[Items from a data source]

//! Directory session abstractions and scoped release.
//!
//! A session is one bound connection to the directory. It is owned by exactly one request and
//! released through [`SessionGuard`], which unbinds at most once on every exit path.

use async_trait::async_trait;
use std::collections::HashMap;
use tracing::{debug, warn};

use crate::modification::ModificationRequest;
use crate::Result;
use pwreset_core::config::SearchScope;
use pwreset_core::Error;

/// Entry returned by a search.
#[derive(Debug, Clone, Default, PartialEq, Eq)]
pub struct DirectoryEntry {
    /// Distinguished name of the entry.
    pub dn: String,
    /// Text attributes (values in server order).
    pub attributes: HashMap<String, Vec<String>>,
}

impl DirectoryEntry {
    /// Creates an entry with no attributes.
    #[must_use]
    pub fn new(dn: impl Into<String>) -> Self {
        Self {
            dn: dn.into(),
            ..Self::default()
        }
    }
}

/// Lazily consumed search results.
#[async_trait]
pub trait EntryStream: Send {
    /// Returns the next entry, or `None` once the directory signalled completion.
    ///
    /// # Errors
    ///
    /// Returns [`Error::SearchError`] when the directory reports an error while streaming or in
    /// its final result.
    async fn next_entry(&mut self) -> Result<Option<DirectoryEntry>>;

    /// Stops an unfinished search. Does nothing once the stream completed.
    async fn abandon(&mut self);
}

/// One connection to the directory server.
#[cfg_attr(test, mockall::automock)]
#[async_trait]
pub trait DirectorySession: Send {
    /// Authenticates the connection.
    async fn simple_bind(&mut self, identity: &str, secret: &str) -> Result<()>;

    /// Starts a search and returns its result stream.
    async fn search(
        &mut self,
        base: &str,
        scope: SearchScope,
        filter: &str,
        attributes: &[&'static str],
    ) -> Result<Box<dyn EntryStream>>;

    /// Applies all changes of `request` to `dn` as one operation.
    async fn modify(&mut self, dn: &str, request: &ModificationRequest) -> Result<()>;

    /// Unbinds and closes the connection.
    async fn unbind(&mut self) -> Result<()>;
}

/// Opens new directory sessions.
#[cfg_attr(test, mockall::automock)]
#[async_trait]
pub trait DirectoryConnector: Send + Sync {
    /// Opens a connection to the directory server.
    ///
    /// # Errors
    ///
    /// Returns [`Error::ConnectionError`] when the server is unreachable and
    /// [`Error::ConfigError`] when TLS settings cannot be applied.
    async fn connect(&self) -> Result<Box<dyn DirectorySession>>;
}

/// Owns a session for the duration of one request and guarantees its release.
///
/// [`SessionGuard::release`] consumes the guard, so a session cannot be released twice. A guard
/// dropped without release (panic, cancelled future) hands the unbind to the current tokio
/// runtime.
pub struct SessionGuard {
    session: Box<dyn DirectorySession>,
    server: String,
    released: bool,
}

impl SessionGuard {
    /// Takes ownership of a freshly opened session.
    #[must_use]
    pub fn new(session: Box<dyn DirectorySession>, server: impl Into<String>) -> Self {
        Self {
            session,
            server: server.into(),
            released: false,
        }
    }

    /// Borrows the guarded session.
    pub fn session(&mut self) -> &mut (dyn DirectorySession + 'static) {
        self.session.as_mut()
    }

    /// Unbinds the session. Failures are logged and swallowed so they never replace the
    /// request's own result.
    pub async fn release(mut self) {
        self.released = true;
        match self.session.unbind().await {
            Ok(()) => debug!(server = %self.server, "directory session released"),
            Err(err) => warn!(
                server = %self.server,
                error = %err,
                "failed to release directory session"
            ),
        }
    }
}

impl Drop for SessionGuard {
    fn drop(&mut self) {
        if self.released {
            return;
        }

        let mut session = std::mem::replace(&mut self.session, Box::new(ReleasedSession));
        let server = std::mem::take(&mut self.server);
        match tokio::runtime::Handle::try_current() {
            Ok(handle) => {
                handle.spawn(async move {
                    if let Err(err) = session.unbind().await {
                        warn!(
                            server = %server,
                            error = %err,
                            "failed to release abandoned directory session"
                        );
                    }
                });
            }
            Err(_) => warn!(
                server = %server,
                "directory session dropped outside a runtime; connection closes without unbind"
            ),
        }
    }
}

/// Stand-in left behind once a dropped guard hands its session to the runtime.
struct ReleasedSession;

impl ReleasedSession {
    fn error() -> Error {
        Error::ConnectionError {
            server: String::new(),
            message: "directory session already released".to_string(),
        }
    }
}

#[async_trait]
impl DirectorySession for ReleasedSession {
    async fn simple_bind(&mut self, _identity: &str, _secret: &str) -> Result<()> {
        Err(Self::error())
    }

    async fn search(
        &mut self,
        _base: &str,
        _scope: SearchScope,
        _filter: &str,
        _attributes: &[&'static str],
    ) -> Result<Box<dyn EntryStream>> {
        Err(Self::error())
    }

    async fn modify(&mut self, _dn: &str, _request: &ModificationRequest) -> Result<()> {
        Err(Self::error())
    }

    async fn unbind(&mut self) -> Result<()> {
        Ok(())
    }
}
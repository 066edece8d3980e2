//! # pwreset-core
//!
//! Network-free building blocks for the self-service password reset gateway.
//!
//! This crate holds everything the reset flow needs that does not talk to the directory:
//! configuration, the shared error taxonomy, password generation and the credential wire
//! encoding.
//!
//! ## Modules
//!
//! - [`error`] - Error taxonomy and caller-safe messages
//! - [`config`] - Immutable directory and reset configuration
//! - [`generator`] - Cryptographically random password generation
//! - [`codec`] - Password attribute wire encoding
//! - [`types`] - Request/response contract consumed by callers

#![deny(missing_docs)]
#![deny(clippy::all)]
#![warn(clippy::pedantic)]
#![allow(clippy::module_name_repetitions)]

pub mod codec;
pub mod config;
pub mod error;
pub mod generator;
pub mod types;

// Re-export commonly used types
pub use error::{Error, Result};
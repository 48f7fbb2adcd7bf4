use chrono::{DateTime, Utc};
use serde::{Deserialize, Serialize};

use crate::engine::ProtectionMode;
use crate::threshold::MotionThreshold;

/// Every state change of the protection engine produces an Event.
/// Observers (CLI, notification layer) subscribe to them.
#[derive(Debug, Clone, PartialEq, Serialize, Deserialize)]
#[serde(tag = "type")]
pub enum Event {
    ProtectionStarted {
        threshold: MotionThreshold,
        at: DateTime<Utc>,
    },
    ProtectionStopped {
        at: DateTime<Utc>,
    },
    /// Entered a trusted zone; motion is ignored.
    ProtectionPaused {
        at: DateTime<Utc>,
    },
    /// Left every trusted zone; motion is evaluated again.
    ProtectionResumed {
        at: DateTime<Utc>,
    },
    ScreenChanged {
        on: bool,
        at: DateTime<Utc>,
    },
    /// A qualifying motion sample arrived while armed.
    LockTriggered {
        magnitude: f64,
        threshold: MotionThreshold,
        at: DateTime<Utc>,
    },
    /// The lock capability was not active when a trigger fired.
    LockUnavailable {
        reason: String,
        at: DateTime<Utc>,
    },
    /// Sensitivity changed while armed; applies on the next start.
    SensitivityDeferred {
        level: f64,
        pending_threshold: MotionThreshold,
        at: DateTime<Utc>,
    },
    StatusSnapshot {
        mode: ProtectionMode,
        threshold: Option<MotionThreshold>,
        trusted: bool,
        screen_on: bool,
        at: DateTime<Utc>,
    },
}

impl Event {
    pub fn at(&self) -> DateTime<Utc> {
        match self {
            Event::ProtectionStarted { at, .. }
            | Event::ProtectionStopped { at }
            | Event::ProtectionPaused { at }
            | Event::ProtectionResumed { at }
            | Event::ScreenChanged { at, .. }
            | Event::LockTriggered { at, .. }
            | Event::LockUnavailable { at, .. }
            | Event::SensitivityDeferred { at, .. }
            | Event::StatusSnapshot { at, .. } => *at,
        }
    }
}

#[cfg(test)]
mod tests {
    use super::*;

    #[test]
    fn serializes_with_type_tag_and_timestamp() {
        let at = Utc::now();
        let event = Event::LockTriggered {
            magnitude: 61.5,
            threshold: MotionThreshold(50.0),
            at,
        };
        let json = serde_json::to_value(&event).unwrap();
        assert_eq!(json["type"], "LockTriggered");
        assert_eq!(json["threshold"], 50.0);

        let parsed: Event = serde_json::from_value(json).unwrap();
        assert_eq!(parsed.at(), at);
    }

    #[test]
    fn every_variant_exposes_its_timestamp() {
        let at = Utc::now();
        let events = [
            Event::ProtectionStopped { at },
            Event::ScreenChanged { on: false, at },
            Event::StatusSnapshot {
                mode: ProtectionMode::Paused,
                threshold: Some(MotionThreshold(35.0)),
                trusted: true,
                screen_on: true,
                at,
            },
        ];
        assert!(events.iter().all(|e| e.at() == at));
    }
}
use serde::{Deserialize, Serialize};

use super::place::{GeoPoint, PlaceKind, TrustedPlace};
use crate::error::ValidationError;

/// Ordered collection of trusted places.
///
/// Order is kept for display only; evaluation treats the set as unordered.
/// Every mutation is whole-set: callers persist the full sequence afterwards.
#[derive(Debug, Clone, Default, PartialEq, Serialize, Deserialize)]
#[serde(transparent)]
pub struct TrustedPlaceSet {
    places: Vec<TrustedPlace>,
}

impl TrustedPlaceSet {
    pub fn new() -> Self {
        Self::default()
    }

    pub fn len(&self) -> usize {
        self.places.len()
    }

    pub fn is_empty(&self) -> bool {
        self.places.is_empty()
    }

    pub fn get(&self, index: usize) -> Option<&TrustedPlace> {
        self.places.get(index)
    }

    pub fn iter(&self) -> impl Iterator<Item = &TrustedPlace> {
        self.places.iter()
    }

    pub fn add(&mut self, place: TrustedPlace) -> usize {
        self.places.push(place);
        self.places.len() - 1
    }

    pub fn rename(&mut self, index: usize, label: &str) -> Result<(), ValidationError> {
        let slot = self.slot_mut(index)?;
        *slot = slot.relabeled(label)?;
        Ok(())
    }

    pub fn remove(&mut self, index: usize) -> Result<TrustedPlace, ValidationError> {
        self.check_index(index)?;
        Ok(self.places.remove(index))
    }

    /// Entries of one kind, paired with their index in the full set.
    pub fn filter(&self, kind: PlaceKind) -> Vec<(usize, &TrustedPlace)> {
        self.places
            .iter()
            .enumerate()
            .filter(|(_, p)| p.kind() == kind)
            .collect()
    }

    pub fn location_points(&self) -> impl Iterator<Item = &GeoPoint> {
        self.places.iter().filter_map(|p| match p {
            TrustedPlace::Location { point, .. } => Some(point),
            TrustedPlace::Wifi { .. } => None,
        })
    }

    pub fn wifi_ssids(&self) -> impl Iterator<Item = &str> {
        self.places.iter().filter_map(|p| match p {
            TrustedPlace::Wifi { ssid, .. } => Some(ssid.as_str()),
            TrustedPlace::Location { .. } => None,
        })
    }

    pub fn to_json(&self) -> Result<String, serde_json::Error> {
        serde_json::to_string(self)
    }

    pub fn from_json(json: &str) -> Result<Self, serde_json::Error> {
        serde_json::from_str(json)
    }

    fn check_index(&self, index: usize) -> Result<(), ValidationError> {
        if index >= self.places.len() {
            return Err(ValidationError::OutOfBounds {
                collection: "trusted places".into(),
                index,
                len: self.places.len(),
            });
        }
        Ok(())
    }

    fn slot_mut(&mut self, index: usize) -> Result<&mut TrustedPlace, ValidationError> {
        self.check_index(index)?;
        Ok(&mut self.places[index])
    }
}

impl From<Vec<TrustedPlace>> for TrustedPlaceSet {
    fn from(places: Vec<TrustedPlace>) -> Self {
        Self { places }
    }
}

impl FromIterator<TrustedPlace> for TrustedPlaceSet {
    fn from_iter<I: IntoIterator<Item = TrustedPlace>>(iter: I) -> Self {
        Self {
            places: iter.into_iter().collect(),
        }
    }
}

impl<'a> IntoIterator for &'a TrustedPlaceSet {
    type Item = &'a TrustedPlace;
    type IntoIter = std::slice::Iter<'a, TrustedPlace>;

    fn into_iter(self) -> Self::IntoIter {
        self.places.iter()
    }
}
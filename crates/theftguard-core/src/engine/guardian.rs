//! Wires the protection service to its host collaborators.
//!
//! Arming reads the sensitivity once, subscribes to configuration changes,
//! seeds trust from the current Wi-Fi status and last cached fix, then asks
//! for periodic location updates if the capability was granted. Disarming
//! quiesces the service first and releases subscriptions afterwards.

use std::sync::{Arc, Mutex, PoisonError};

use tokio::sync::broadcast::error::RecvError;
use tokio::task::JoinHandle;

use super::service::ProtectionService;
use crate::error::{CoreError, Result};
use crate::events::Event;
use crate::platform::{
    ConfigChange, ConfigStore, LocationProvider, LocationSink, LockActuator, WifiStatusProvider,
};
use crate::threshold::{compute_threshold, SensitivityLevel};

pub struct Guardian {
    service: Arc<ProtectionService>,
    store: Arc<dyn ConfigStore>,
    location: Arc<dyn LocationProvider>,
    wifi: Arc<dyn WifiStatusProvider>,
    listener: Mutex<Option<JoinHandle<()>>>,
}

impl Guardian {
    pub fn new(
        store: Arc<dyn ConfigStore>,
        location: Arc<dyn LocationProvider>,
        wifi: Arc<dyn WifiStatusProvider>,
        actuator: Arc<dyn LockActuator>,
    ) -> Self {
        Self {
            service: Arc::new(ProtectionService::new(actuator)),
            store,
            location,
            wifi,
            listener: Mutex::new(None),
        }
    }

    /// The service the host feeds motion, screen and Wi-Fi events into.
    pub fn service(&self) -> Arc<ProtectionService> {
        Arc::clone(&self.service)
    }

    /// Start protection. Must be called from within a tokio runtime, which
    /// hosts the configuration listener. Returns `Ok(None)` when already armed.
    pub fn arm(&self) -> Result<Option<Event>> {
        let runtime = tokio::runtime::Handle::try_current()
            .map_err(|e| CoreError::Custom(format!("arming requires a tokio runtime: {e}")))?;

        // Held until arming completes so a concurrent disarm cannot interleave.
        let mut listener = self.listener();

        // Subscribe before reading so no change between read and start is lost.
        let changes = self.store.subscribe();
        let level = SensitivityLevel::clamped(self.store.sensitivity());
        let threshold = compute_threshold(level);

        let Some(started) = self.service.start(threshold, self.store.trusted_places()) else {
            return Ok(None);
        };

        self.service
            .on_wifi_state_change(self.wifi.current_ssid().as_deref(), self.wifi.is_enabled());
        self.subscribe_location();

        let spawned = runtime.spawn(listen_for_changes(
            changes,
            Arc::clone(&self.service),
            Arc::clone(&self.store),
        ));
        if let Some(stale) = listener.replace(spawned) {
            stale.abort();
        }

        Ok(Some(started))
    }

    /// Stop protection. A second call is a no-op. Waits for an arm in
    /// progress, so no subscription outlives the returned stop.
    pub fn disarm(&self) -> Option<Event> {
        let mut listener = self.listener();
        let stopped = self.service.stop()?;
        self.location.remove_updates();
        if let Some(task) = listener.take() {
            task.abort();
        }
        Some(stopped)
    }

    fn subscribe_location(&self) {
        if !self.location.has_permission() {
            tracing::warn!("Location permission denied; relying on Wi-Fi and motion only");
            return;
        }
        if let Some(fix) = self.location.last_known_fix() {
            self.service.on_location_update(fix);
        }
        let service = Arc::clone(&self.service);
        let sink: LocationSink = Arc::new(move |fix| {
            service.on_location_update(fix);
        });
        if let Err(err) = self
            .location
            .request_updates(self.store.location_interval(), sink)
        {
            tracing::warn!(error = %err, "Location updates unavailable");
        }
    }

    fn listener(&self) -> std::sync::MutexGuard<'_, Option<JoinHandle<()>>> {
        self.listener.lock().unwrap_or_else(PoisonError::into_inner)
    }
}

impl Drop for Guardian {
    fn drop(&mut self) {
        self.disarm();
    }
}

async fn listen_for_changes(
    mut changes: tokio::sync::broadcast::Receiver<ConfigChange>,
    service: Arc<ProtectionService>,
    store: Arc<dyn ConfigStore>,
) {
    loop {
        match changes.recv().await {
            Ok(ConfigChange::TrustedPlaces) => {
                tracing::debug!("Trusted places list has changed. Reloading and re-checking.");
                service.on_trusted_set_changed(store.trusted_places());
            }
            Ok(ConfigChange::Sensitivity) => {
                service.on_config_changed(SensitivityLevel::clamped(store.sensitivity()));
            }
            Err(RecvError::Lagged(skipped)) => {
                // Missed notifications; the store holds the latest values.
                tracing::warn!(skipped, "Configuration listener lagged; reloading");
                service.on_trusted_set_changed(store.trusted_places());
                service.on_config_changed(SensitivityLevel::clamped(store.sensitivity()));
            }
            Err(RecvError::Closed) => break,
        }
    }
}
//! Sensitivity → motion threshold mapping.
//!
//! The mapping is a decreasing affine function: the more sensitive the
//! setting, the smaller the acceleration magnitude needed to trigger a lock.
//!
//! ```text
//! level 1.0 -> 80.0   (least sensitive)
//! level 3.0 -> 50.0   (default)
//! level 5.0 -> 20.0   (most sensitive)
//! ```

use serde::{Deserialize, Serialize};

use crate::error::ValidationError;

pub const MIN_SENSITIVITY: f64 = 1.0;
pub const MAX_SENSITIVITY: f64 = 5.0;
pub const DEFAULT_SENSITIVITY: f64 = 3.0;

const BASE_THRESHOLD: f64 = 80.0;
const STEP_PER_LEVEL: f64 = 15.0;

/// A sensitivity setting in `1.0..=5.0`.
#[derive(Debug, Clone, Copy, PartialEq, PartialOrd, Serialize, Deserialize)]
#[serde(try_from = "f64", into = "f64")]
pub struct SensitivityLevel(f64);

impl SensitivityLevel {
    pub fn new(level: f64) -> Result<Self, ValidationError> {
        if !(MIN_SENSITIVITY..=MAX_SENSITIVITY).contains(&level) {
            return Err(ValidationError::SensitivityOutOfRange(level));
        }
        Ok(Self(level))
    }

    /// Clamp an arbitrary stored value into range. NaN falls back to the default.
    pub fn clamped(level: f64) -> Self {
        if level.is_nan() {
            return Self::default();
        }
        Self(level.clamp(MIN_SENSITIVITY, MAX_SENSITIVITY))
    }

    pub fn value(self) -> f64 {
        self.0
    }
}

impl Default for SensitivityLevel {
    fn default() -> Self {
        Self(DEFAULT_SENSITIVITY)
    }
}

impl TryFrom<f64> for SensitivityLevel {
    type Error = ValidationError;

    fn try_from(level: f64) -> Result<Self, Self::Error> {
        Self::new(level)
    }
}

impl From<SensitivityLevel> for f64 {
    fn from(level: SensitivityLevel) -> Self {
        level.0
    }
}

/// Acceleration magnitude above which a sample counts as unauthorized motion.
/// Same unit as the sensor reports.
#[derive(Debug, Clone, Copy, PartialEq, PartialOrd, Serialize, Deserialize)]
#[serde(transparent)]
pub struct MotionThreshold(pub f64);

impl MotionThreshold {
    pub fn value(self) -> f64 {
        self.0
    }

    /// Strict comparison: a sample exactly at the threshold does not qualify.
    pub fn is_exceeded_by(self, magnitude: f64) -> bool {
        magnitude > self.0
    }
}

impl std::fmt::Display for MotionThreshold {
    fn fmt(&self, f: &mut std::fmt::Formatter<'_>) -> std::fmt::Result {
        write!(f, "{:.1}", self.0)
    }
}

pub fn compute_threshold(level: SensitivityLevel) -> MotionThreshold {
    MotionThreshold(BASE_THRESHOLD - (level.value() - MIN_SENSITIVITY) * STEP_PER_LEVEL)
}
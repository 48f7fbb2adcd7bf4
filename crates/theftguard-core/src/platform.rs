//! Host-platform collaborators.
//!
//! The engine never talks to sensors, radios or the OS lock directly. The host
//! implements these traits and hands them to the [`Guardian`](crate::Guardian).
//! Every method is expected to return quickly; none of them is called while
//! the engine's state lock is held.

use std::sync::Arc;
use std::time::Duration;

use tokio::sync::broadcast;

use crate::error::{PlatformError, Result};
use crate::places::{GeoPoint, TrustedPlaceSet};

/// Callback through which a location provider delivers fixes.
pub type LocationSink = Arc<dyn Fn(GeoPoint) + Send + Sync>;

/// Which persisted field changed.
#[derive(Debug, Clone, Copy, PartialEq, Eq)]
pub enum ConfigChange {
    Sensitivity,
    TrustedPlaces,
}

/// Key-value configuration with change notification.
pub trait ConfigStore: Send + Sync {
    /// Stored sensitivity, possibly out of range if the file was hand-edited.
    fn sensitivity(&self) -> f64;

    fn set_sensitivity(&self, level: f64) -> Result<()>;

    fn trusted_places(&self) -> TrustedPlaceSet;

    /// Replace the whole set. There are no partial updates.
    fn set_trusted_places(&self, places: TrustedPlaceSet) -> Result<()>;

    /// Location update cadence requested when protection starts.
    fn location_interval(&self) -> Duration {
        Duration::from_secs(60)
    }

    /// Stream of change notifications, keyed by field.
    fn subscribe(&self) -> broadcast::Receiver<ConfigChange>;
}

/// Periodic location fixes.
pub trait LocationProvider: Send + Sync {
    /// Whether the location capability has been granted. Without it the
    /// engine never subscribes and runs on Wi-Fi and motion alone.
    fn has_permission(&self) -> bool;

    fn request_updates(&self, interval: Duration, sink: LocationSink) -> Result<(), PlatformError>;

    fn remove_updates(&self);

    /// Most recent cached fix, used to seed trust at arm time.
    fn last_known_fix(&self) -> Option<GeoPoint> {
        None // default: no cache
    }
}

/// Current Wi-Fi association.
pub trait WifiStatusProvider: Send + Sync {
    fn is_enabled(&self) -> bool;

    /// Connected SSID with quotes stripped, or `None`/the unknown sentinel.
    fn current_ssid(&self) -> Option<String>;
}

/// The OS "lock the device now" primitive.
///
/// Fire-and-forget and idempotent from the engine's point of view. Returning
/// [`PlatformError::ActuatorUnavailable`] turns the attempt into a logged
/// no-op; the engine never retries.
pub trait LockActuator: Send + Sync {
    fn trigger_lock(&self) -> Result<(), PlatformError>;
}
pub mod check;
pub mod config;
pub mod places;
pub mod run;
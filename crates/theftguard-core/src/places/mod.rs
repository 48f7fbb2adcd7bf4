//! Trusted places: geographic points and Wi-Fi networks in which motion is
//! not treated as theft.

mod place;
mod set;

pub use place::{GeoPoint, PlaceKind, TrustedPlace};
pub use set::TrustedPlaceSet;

-- What is expected --
Lines from the top of the data above through the line with "its final result.", both ends included: copy them exactly, nothing more.

-- Written solution --
//! Directory session abstractions and scoped release.
//!
//! A session is one bound connection to the directory. It is owned by exactly one request and
//! released through [`SessionGuard`], which unbinds at most once on every exit path.

use async_trait::async_trait;
use std::collections::HashMap;
use tracing::{debug, warn};

use crate::modification::ModificationRequest;
use crate::Result;
use pwreset_core::config::SearchScope;
use pwreset_core::Error;

/// Entry returned by a search.
#[derive(Debug, Clone, Default, PartialEq, Eq)]
pub struct DirectoryEntry {
    /// Distinguished name of the entry.
    pub dn: String,
    /// Text attributes (values in server order).
    pub attributes: HashMap<String, Vec<String>>,
}

impl DirectoryEntry {
    /// Creates an entry with no attributes.
    #[must_use]
    pub fn new(dn: impl Into<String>) -> Self {
        Self {
            dn: dn.into(),
            ..Self::default()
        }
    }
}

/// Lazily consumed search results.
#[async_trait]
pub trait EntryStream: Send {
    /// Returns the next entry, or `None` once the directory signalled completion.
    ///
    /// # Errors
    ///
    /// Returns [`Error::SearchError`] when the directory reports an error while streaming or in
    /// its final result.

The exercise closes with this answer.